- _Data extracts_
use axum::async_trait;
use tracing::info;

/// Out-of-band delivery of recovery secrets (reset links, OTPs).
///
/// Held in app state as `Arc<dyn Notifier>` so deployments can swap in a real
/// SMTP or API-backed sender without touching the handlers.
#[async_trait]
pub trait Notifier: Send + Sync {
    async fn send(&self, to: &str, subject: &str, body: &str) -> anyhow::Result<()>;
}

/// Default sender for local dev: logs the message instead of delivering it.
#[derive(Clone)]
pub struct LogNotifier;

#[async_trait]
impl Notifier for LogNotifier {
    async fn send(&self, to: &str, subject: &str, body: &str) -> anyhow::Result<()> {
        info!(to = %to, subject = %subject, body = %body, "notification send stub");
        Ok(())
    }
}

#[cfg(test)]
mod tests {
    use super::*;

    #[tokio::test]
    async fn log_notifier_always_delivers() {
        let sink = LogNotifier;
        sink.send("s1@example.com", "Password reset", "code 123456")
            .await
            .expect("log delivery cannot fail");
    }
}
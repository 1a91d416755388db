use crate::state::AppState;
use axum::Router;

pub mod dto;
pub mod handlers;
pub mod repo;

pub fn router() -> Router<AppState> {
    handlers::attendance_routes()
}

...

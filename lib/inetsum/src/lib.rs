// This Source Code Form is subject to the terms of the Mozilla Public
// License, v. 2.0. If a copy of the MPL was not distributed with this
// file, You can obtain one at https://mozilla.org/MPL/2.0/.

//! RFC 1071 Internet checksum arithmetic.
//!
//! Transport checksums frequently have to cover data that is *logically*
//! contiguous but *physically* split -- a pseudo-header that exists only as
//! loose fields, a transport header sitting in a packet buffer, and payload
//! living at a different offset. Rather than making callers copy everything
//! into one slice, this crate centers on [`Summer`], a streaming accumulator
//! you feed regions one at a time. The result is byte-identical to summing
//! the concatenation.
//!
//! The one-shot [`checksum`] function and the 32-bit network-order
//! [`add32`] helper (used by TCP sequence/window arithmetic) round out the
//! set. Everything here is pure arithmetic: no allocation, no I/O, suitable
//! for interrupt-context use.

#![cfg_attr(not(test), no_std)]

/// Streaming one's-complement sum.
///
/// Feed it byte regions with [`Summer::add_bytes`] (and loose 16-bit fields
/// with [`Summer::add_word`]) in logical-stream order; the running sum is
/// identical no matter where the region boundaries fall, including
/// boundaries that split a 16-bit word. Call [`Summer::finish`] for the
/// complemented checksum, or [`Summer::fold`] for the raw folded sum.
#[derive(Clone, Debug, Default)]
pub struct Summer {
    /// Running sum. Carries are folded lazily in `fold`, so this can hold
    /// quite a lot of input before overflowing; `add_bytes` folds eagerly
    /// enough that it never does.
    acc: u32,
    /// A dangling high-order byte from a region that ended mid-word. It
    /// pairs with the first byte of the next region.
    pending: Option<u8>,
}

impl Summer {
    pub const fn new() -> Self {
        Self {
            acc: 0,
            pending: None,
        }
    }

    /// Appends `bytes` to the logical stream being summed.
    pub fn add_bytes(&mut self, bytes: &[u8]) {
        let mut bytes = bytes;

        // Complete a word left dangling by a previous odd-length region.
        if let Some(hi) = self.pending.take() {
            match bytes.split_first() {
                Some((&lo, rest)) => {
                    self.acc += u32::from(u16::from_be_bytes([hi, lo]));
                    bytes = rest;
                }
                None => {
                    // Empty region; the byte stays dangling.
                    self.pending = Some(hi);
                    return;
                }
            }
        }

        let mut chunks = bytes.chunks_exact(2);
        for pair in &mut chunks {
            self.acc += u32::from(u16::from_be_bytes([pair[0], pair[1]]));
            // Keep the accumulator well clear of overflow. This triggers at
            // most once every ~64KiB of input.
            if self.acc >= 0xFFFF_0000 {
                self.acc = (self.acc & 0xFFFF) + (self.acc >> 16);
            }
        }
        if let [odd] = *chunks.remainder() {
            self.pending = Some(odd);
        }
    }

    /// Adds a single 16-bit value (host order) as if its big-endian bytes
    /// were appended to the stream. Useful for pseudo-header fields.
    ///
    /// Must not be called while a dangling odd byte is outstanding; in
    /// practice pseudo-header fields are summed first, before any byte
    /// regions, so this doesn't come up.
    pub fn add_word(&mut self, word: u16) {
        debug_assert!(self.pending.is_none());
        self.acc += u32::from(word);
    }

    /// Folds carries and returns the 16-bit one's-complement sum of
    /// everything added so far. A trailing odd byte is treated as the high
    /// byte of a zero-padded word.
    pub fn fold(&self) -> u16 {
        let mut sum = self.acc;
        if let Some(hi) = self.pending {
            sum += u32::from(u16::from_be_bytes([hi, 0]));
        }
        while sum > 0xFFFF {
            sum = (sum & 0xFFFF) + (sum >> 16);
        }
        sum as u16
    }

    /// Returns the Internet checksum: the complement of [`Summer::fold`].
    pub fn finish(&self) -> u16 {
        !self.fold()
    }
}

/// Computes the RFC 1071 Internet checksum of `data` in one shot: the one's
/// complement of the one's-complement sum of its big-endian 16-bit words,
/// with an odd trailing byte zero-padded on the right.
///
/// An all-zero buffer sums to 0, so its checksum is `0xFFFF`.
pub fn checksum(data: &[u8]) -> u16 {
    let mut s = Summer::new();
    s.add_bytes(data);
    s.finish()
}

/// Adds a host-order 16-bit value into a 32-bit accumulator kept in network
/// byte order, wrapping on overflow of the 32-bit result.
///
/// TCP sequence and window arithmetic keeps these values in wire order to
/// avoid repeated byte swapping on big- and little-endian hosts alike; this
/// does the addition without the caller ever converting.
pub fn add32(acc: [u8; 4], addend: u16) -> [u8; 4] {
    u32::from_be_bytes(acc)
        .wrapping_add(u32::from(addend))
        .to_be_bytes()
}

- _What you need to do_
If a line in the records contains the word "anyhow", copy it.

- _Response_
    async fn send(&self, to: &str, subject: &str, body: &str) -> anyhow::Result<()>;
    async fn send(&self, to: &str, subject: &str, body: &str) -> anyhow::Result<()> {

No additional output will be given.